There are many aspects to the game. Driving, fairway metals, hybrids, long irons, mid irons, short irons, pitching, chipping, bunker play, putting, course management, mental fortitude etc etc.
Given modern era balls, clubs, player physique etc which courses on The Open rota provide a test of every aspect of the game and which courses don’t?
Atb


I think we know which one is on the bottom of that list!  ;D

Niall C

  • Karma: +0/-0
Re: The Open - Determining the Champion Golfer of the Year etc
« Reply #2 on: July 19, 2022, 02:07:44 PM »
David


At the Open the challenge is as much to do with the weather and ground conditions as it has to do with the actual course. Your inference that the challenge has been ruined due to improvements in club and ball is as wrong as Kalen's inference that TOC would be bottom of the list.


That's obviously just my view, but after 4 days of watching golf at the Open, mainly on TV but also a bit on the ground, I think I saw a far greater variety of shots executed at TOC than I saw at the other majors this year. 


Niall

Peter Pallotta

Re: The Open - Determining the Champion Golfer of the Year etc
« Reply #3 on: July 19, 2022, 02:22:33 PM »
Interesting. When I read the many and disparate aspects of the game that David notes above, my first thought was that the list was influenced by modern-day American style aerial-and-target golf; and that on dry and firm and running links, the game is actually comprised of only two aspects/elements, ie the long (off the tee) game and the short (get it in the hole) game, and that both entail using whatever equipment-implements and type of shots are best suited to the task at hand at any given time, and in any given conditions. The champion golfer of the year is the one who understands this better than anyone else, and who then can play that way.

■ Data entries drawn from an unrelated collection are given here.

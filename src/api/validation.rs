use crate::core::axis::AxisConfig;
use crate::core::series::SeriesConfig;
use crate::core::types::Size;
use crate::error::{ChartError, ChartResult};

use super::{ChartArea, ChartAreaConfig, ChartAreaKind};

pub(super) fn validate_size(size: Size) -> ChartResult<()> {
    if !size.is_valid() {
        return Err(ChartError::InvalidSize {
            width: size.width,
            height: size.height,
        });
    }
    Ok(())
}

impl ChartAreaConfig {
    pub fn validate(&self) -> ChartResult<()> {
        validate_size(self.size)?;
        self.zoom_pan.validate()?;
        self.data_labels.validate()?;

        let axes = [&self.primary_x_axis, &self.primary_y_axis]
            .into_iter()
            .chain(self.secondary_axes.iter().map(|secondary| &secondary.axis));
        let mut names: Vec<&str> = Vec::new();
        for axis in axes {
            axis.validate()?;
            if names.contains(&axis.name.as_str()) {
                return Err(ChartError::InvalidConfig(format!(
                    "duplicate axis name `{}`",
                    axis.name
                )));
            }
            names.push(&axis.name);
        }
        Ok(())
    }
}

impl ChartArea {
    /// Checks a series config against this area's kind.
    pub(super) fn validate_series_config(&self, config: &SeriesConfig) -> ChartResult<()> {
        config.validate()?;
        if self.kind == ChartAreaKind::Polar && !config.kind.has_polar_geometry() {
            return Err(ChartError::InvalidConfig(format!(
                "{} series `{}` cannot be drawn in a polar area",
                config.kind.name(),
                config.name
            )));
        }
        Ok(())
    }

    /// Checks an axis config that is about to join this area.
    pub(super) fn validate_new_axis(&self, config: &AxisConfig) -> ChartResult<()> {
        config.validate()?;
        if self.axis_by_name(&config.name).is_some() {
            return Err(ChartError::InvalidConfig(format!(
                "duplicate axis name `{}`",
                config.name
            )));
        }
        Ok(())
    }
}

#[cfg(test)]
mod tests {
    use crate::api::{AxisRole, ChartAreaConfig};
    use crate::core::axis::AxisConfig;
    use crate::core::types::Size;
    use crate::error::ChartError;

    #[test]
    fn rejects_empty_size() {
        let config = ChartAreaConfig::new(Size::new(0.0, 300.0));
        assert!(matches!(
            config.validate(),
            Err(ChartError::InvalidSize { .. })
        ));
    }

    #[test]
    fn rejects_duplicate_axis_names() {
        let config = ChartAreaConfig::new(Size::new(400.0, 300.0))
            .with_secondary_axis(AxisRole::Y, AxisConfig::numeric("primaryYAxis"));
        assert!(matches!(
            config.validate(),
            Err(ChartError::InvalidConfig(_))
        ));
    }
}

« Last Edit: July 19, 2022, 04:36:57 PM by PPallotta »

Thomas Dai

  • Karma: +0/-0
Re: The Open - Determining the Champion Golfer of the Year etc
« Reply #4 on: July 20, 2022, 04:28:58 PM »
The listing isn’t US based Peter, just categories of shot etc that could - should? - be played for a 4-day event to be considered a proper test.
Returning to my original question (and ignoring TOC!*), given modern era balls, clubs, player physique is there a course on The Open rota that can test every aspect of an elite players game including driving, fairway metals, hybrids, long irons, mid irons, short irons, pitching, chipping, bunker play, putting, course management, mental fortitude etc?
Once upon a time they likely all could.
Muirfield? Troon? Hoylake? Birkdale? Lytham? Sandwich? Carnoustie?
Atb


* and the seemingly out of favour Turnberry.

Peter Pallotta

Re: The Open - Determining the Champion Golfer of the Year etc
« Reply #5 on: July 20, 2022, 04:58:58 PM »
David, my basic point was that great golfers have been able to win the Open without every aspect of the game/every club in their bag being tested, eg in 2006, when Tiger won without once (or maybe just once?) using a driver. In other words, that links golf tests golfers differently than US courses do. That comprehensive list of requirements & equipment you provided sounded to me as if it could've come from a US Open circa 1974.
Excuse me if I've misunderstood and sidetracked the thread. Hope it can get back on track.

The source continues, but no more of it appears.